[Exercise objective]
Copy all lines below containing "static".

◆ ◆ ◆ ◆ ◆

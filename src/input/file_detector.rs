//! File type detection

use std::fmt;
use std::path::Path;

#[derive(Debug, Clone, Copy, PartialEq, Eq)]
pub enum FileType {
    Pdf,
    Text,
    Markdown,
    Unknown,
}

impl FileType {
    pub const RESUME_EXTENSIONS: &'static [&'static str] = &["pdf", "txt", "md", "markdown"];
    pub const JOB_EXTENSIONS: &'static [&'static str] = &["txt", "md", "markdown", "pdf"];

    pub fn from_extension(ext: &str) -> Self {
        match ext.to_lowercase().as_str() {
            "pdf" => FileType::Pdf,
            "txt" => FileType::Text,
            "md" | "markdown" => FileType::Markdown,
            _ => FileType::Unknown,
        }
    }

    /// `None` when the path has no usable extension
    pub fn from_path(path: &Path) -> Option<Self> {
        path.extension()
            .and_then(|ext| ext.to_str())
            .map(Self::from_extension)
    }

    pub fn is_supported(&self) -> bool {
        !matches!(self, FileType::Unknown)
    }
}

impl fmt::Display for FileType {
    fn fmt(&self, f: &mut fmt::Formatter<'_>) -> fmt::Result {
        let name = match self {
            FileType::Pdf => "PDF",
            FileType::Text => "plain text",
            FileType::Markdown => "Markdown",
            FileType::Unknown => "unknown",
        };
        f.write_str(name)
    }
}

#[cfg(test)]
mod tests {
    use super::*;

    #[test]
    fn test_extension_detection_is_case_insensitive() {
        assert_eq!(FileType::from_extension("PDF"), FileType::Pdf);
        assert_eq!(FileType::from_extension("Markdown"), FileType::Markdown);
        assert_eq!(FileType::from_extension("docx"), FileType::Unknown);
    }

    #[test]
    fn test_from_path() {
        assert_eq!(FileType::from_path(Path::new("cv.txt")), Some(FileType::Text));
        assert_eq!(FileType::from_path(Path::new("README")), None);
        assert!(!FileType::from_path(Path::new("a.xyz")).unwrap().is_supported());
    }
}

◆ ◆ ◆ ◆ ◆

[Exercise answer]
    pub const RESUME_EXTENSIONS: &'static [&'static str] = &["pdf", "txt", "md", "markdown"];
    pub const JOB_EXTENSIONS: &'static [&'static str] = &["txt", "md", "markdown", "pdf"];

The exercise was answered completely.